> **Brief**
In the entries that follow, find each line with the word "state" and copy it.

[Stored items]

━━━━━━━━━━━━━━━━

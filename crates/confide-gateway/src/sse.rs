// SPDX-FileCopyrightText: 2026 Confide Contributors
// SPDX-License-Identifier: MIT OR Apache-2.0

//! Server-Sent Events rendering of a chat turn.
//!
//! SSE event format:
//! ```text
//! event: text_delta
//! data: {"text": "partial content here"}
//!
//! event: message_stop
//! data: {"conversation_id": "..."}
//! ```
//!
//! An upstream failure ends the stream with an `error` event instead of
//! `message_stop`.

use std::convert::Infallible;

use axum::response::sse::{Event, KeepAlive, Sse};
use confide_core::{ConfideError, ConversationId};
use confide_engine::ChatTurn;
use futures::stream::{self, Stream, StreamExt};

fn text_delta(text: &str) -> Event {
    Event::default()
        .event("text_delta")
        .data(serde_json::json!({ "text": text }).to_string())
}

fn message_stop(id: &ConversationId) -> Event {
    Event::default()
        .event("message_stop")
        .data(serde_json::json!({ "conversation_id": id }).to_string())
}

fn error_event(err: &ConfideError) -> Event {
    Event::default()
        .event("error")
        .data(serde_json::json!({ "error": err.to_string() }).to_string())
}

pub fn chat_events(turn: ChatTurn) -> Sse<impl Stream<Item = Result<Event, Infallible>>> {
    let id = turn.conversation_id;
    let events = stream::unfold(Some(turn.fragments), move |state| {
        let id = id.clone();
        async move {
            let mut fragments = state?;
            let event = match fragments.next().await {
                Some(Ok(text)) => return Some((Ok(text_delta(&text)), Some(fragments))),
                Some(Err(e)) => error_event(&e),
                None => message_stop(&id),
            };
            Some((Ok(event), None))
        }
    });
    Sse::new(events).keep_alive(KeepAlive::default())
}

━━━━━━━━━━━━━━━━

> **Answer section**
    let events = stream::unfold(Some(turn.fragments), move |state| {
            let mut fragments = state?;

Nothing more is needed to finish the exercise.